Sculptures and prints on display. “Treasures of the Arctic” exhibit in Thayngen. (Photo provided by Annalise Biedermann)

Our friends, Martha and Peter Cerny also enriched the exhibit with various beautiful bigger carvings from their own private collection (Cerny Inuit collection in Bern). In total, we had 70 sculptures and 100 drawings, pictures and cartoons along with books, Inuit dolls, traditional clothes and photos from our own collection or from friends such as Hans Blohm.

Display of the Cerny collection and the tapestry “Combs of our ancestors” (on the left).  "Treasures of the Arctic" exhibit in Thayngen.

Display of the Cerny collection and the tapestry “Combs of our ancestors” (on the left). “Treasures of the Arctic” exhibit in Thayngen. (Photo provided by Annalise Biedermann)

Also, to have “Combs of our ancestors” as well, this precious and unique tapestry commissioned from the Uqqurmiut Centre for Arts and Crafts in Pangnirtung, that was serendipity. We were so very lucky.

The exhibit was presented only once but we would love to see it travel so that more people learn about Inuit art and culture.

How was the exhibit received by the community?

There was a lot of interest. Many people were touched and returned several times to visit it.

An unexpectedly large crowd showed up for our opening lecture. So large that the room we had rented turned out to be too small. Miraculously, the church was available. So we moved everybody across the street. Kurt showed photos. I did the narrating; starting out with a poem of Alootook’s, translated into German. By reflecting on Alootook’s life, we passed on the touching truth of then and shared some precious experiences living with our Inuit friends.

Annalise presenting to a large crowd in Thayngen’s church.

Annalise Biedermann presenting to a large crowd in Thayngen’s church. (Photo provided by Annalise Biedermann)

Kurt talking about Baffin Island with visitors of the "Treasures of the Arctic" exhibit in Thayngen.

Kurt Biedermann talking about Baffin Island with visitors of the “Treasures of the Arctic” exhibit in Thayngen. (Photo provided by Annalise Biedermann)

We are very happy that our exhibit was recognized by the Swiss UNESCO Commission as a contribution to the 2010 International Year for the Rapprochement of Cultures. This designation – we believe – also helped attract a larger number of visitors than what was expected.

Is there one of Alootook’s work of art that has a special meaning for you?

Yes, there is indeed a special drawing. It is one that Alootook did of our family. In a letter, Alootook told us that he intended on calling the drawing “Alootook’s Repentance”. It is such a sad and meaningful drawing. He made it based on two photos of our family I had sent him. Did you notice the cross in the ocean?

Alootook passed away not long after finishing this drawing. He was finally relieved from his tantalizer, alcohol. I feel so sad that there are still too many Alootooks out there.

Alootook’s Repentance, drawing by Alootook Ipellie, 2006. (Collection Hans Blohm)
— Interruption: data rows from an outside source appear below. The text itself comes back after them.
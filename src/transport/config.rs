//! # Configuration Exchange Inputs
//!
//! The policy table maps each logical service to a direction and a pipe and
//! fixes the geometry of every pipe it references. [`PolicyTable::validate`]
//! checks it against the registry capacity before any channel is opened.
//!
//! The validated table is published to device-visible memory once, at
//! bring-up, at addresses supplied by the device-information block. A
//! mismatch between the published table and the firmware's compiled
//! expectations is undetectable at this layer; version negotiation elsewhere
//! has to catch it.

use std::collections::BTreeSet;

use thiserror::Error;

use super::channel::ChannelError;
use super::constants::{CHANNEL_COUNT_MAX, DIAG_TRANSFER_LIMIT};
use super::diag::DiagError;
use super::pipes::PipeId;
use super::wire::{
    service, PipeConfigRecord, PipeDir, ServiceId, ServiceRouteEntry,
};

/// Errors of the one-shot configuration exchange.
///
/// All of these are fatal to bring-up and never retried automatically; the
/// caller has to fix the policy and retry the whole exchange.
#[derive(Debug, Error)]
pub enum ConfigError {
    /// The policy references more pipes than the registry can hold, or a
    /// pipe number beyond the hardware's channel count.
    #[error("policy references pipe {pipe} outside the registry capacity {capacity}")]
    CapacityExceeded {
        /// The offending pipe number.
        pipe: u32,
        /// The fixed registry capacity.
        capacity: usize,
    },

    /// A route needs a direction the pipe's declared direction does not
    /// provide.
    #[error("service {service:?} routes {route_dir:?} traffic over pipe {pipe}, which is declared {pipe_dir:?}")]
    DirectionConflict {
        /// The service whose route conflicts.
        service: ServiceId,
        /// The direction the route needs.
        route_dir: PipeDir,
        /// The pipe in question.
        pipe: u32,
        /// The pipe's declared direction.
        pipe_dir: PipeDir,
    },

    /// A route references a pipe with no attribute entry.
    #[error("route references pipe {pipe} with no declared attributes")]
    UnknownPipe {
        /// The missing pipe number.
        pipe: u32,
    },

    /// Two attribute entries declare the same pipe.
    #[error("pipe {pipe} declared twice")]
    DuplicatePipe {
        /// The duplicated pipe number.
        pipe: u32,
    },

    /// The designated diagnostic pipe is missing or not bidirectional.
    #[error("diagnostic pipe {pipe} must be declared bidirectional")]
    BadDiagPipe {
        /// The designated diagnostic pipe.
        pipe: u32,
    },

    /// The exchange already ran for this transport instance. There is no
    /// reconfiguration of a live pipe's direction or size.
    #[error("transport is already configured")]
    AlreadyConfigured,

    /// Opening a channel failed.
    #[error("opening channel failed")]
    Channel(#[from] ChannelError),

    /// Publishing the tables to device memory failed.
    #[error("publishing handshake tables failed")]
    Publish(#[from] DiagError),
}

/// Fixed geometry of one pipe.
#[derive(Debug, Clone, Copy, PartialEq, Eq)]
pub struct PipeAttrs {
    /// The pipe this entry describes.
    pub pipe_num: u32,
    /// Declared direction, relative to the host.
    pub direction: PipeDir,
    /// Number of descriptor entries in the channel.
    pub entry_count: u32,
    /// Per-buffer size in bytes.
    pub buf_size: usize,
}

/// One service route: which pipe carries a service's traffic in one
/// direction.
#[derive(Debug, Clone, Copy, PartialEq, Eq)]
pub struct ServiceRoute {
    /// The logical service.
    pub service: ServiceId,
    /// Traffic direction covered by this route.
    pub direction: PipeDir,
    /// The pipe that carries it.
    pub pipe_num: u32,
}

/// Addresses in device-visible memory where firmware expects the handshake
/// tables.
///
/// Populated by the device bring-up collaborator from the device-information
/// block.
#[derive(Debug, Clone, Copy, PartialEq, Eq)]
pub struct DeviceInfoBlock {
    /// Address of the pipe-configuration record array.
    pub pipe_cfg_addr: u32,
    /// Address of the service-to-pipe routing array.
    pub svc_to_pipe_addr: u32,
}

/// The static policy driving one configuration exchange.
#[derive(Debug, Clone)]
pub struct PolicyTable {
    /// Geometry of every pipe the routes reference.
    pub pipes: Vec<PipeAttrs>,
    /// The service routes.
    pub routes: Vec<ServiceRoute>,
    /// The pipe reserved for synchronous diagnostic access.
    pub diag_pipe: PipeId,
}

impl PolicyTable {
    /// Check the table against the registry capacity and the direction
    /// rules.
    pub fn validate(&self) -> Result<(), ConfigError> {
        let mut seen = BTreeSet::new();
        for attrs in &self.pipes {
            if attrs.pipe_num as usize >= CHANNEL_COUNT_MAX {
                return Err(ConfigError::CapacityExceeded {
                    pipe: attrs.pipe_num,
                    capacity: CHANNEL_COUNT_MAX,
                });
            }
            if !seen.insert(attrs.pipe_num) {
                return Err(ConfigError::DuplicatePipe {
                    pipe: attrs.pipe_num,
                });
            }
        }

        for route in &self.routes {
            let attrs = self
                .attrs_for(route.pipe_num)
                .ok_or(ConfigError::UnknownPipe {
                    pipe: route.pipe_num,
                })?;

            if !attrs.direction.covers(route.direction) {
                return Err(ConfigError::DirectionConflict {
                    service: route.service,
                    route_dir: route.direction,
                    pipe: route.pipe_num,
                    pipe_dir: attrs.direction,
                });
            }
        }

        match self.attrs_for(u32::from(self.diag_pipe.0)) {
            Some(attrs) if attrs.direction == PipeDir::InOut => Ok(()),
            _ => Err(ConfigError::BadDiagPipe {
                pipe: u32::from(self.diag_pipe.0),
            }),
        }
    }

    /// Look up the attribute entry for a pipe.
    #[must_use]
    pub fn attrs_for(&self, pipe_num: u32) -> Option<&PipeAttrs> {
        self.pipes.iter().find(|attrs| attrs.pipe_num == pipe_num)
    }

    /// The pipe that carries `service` traffic in direction `direction`, if
    /// routed.
    #[must_use]
    pub fn pipe_for(&self, svc: ServiceId, direction: PipeDir) -> Option<PipeId> {
        self.routes
            .iter()
            .find(|route| route.service == svc && route.direction == direction)
            .map(|route| PipeId(route.pipe_num as u8))
    }

    /// The service whose device-to-host traffic arrives on `pipe`, if any.
    ///
    /// Inbound frames are delivered upward keyed by this service.
    #[must_use]
    pub fn service_for_in_pipe(&self, pipe: PipeId) -> Option<ServiceId> {
        self.routes
            .iter()
            .find(|route| {
                route.pipe_num == u32::from(pipe.0) && route.direction == PipeDir::In
            })
            .map(|route| route.service)
    }

    /// The service whose host-to-device traffic leaves on `pipe`, if any.
    #[must_use]
    pub fn service_for_out_pipe(&self, pipe: PipeId) -> Option<ServiceId> {
        self.routes
            .iter()
            .find(|route| {
                route.pipe_num == u32::from(pipe.0) && route.direction == PipeDir::Out
            })
            .map(|route| route.service)
    }

    /// Build the pipe-configuration records published to firmware.
    #[must_use]
    pub fn pipe_config_records(&self) -> Vec<PipeConfigRecord> {
        self.pipes
            .iter()
            .map(|attrs| PipeConfigRecord {
                pipe_num: attrs.pipe_num,
                direction: attrs.direction,
                entry_count: attrs.entry_count,
                max_transfer: attrs.buf_size as u32,
                flags: 0,
            })
            .collect()
    }

    /// Build the service-to-pipe routing entries published to firmware.
    #[must_use]
    pub fn route_entries(&self) -> Vec<ServiceRouteEntry> {
        self.routes
            .iter()
            .map(|route| ServiceRouteEntry {
                service: route.service,
                direction: route.direction,
                pipe_num: route.pipe_num,
            })
            .collect()
    }
}

/// The driver's standard policy.
///
/// Control traffic rides pipes 0 (out) and 1 (in), command traffic pipes 3
/// (out) and 2 (in), bulk data pipes 4 (out) and 5 (in). Pipe 7 is reserved
/// for diagnostic access and carries no service.
#[must_use]
pub fn default_policy() -> PolicyTable {
    PolicyTable {
        pipes: vec![
            PipeAttrs {
                pipe_num: 0,
                direction: PipeDir::Out,
                entry_count: 16,
                buf_size: 256,
            },
            PipeAttrs {
                pipe_num: 1,
                direction: PipeDir::In,
                entry_count: 16,
                buf_size: 512,
            },
            PipeAttrs {
                pipe_num: 2,
                direction: PipeDir::In,
                entry_count: 32,
                buf_size: 2048,
            },
            PipeAttrs {
                pipe_num: 3,
                direction: PipeDir::Out,
                entry_count: 32,
                buf_size: 2048,
            },
            PipeAttrs {
                pipe_num: 4,
                direction: PipeDir::Out,
                entry_count: 64,
                buf_size: 4096,
            },
            PipeAttrs {
                pipe_num: 5,
                direction: PipeDir::In,
                entry_count: 64,
                buf_size: 4096,
            },
            PipeAttrs {
                pipe_num: 7,
                direction: PipeDir::InOut,
                entry_count: 2,
                buf_size: DIAG_TRANSFER_LIMIT + 64,
            },
        ],
        routes: vec![
            ServiceRoute {
                service: service::CONTROL,
                direction: PipeDir::Out,
                pipe_num: 0,
            },
            ServiceRoute {
                service: service::CONTROL,
                direction: PipeDir::In,
                pipe_num: 1,
            },
            ServiceRoute {
                service: service::COMMAND,
                direction: PipeDir::Out,
                pipe_num: 3,
            },
            ServiceRoute {
                service: service::COMMAND,
                direction: PipeDir::In,
                pipe_num: 2,
            },
            ServiceRoute {
                service: service::DATA,
                direction: PipeDir::Out,
                pipe_num: 4,
            },
            ServiceRoute {
                service: service::DATA,
                direction: PipeDir::In,
                pipe_num: 5,
            },
        ],
        diag_pipe: PipeId(7),
    }
}

#[cfg(test)]
mod tests {
    use super::*;
    use proptest::prelude::*;

    #[test]
    fn default_policy_is_valid() {
        default_policy().validate().unwrap();
    }

    #[test]
    fn capacity_is_enforced() {
        let mut policy = default_policy();
        policy.pipes.push(PipeAttrs {
            pipe_num: CHANNEL_COUNT_MAX as u32,
            direction: PipeDir::In,
            entry_count: 4,
            buf_size: 64,
        });

        assert!(matches!(
            policy.validate(),
            Err(ConfigError::CapacityExceeded { pipe, .. }) if pipe == CHANNEL_COUNT_MAX as u32
        ));
    }

    #[test]
    fn direction_conflicts_are_detected() {
        let mut policy = default_policy();
        // Route inbound traffic over the outbound-only control pipe.
        policy.routes.push(ServiceRoute {
            service: service::DATA,
            direction: PipeDir::In,
            pipe_num: 0,
        });

        assert!(matches!(
            policy.validate(),
            Err(ConfigError::DirectionConflict { pipe: 0, .. })
        ));
    }

    #[test]
    fn routes_need_declared_pipes() {
        let mut policy = default_policy();
        policy.routes.push(ServiceRoute {
            service: service::DATA,
            direction: PipeDir::In,
            pipe_num: 6,
        });

        assert!(matches!(
            policy.validate(),
            Err(ConfigError::UnknownPipe { pipe: 6 })
        ));
    }

    #[test]
    fn duplicate_pipe_attrs_are_rejected() {
        let mut policy = default_policy();
        policy.pipes.push(policy.pipes[0]);

        assert!(matches!(
            policy.validate(),
            Err(ConfigError::DuplicatePipe { pipe: 0 })
        ));
    }

    #[test]
    fn diag_pipe_must_be_bidirectional() {
        let mut policy = default_policy();
        policy.diag_pipe = PipeId(4);

        assert!(matches!(
            policy.validate(),
            Err(ConfigError::BadDiagPipe { pipe: 4 })
        ));
    }

    #[test]
    fn route_lookup_matches_table() {
        let policy = default_policy();

        assert_eq!(
            policy.pipe_for(service::COMMAND, PipeDir::Out),
            Some(PipeId(3))
        );
        assert_eq!(policy.service_for_in_pipe(PipeId(5)), Some(service::DATA));
        assert_eq!(policy.service_for_in_pipe(PipeId(7)), None);
    }

    proptest! {
        /// For any valid policy, published routes only reference published
        /// pipes and each route's direction is covered by the published pipe
        /// record. This is the non-conflict property of the two tables that
        /// firmware relies on.
        #[test]
        fn published_tables_are_consistent(extra_routes in proptest::collection::vec(
            (0u32..4, 0u32..8, prop_oneof![Just(PipeDir::In), Just(PipeDir::Out)]),
            0..8,
        )) {
            let mut policy = default_policy();
            for (svc, pipe, dir) in extra_routes {
                policy.routes.push(ServiceRoute {
                    service: ServiceId(10 + svc),
                    direction: dir,
                    pipe_num: pipe,
                });
            }

            if policy.validate().is_ok() {
                let records = policy.pipe_config_records();
                for entry in policy.route_entries() {
                    let record = records
                        .iter()
                        .find(|r| r.pipe_num == entry.pipe_num)
                        .expect("route references unpublished pipe");
                    prop_assert!(record.direction.covers(entry.direction));
                }
            }
        }
    }
}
Alootook’s Repentance, drawing by Alootook Ipellie, 2006. (Collection Hans Blohm)

What was your most uncommon experience in the Arctic?

Kurt and I were alone in a friend’s house during a storm. The wind was so strong that the house was shaking.  Even big containers that were being used as shacks were blown away. We better understood why some houses have big metallic wires around them to prevent the roof from being torn away!

House in Pangnirtung with roof being held by metallic wires. Photo by Annalise Biedermann, June 2013.

House in Pangnirtung with roof being held by metallic wires. Photo by Annalise Biedermann, June 2013.

 

When you are up North, is there something from the South that you are missing?

No!

When you are in the South, is there something from the North that you are missing?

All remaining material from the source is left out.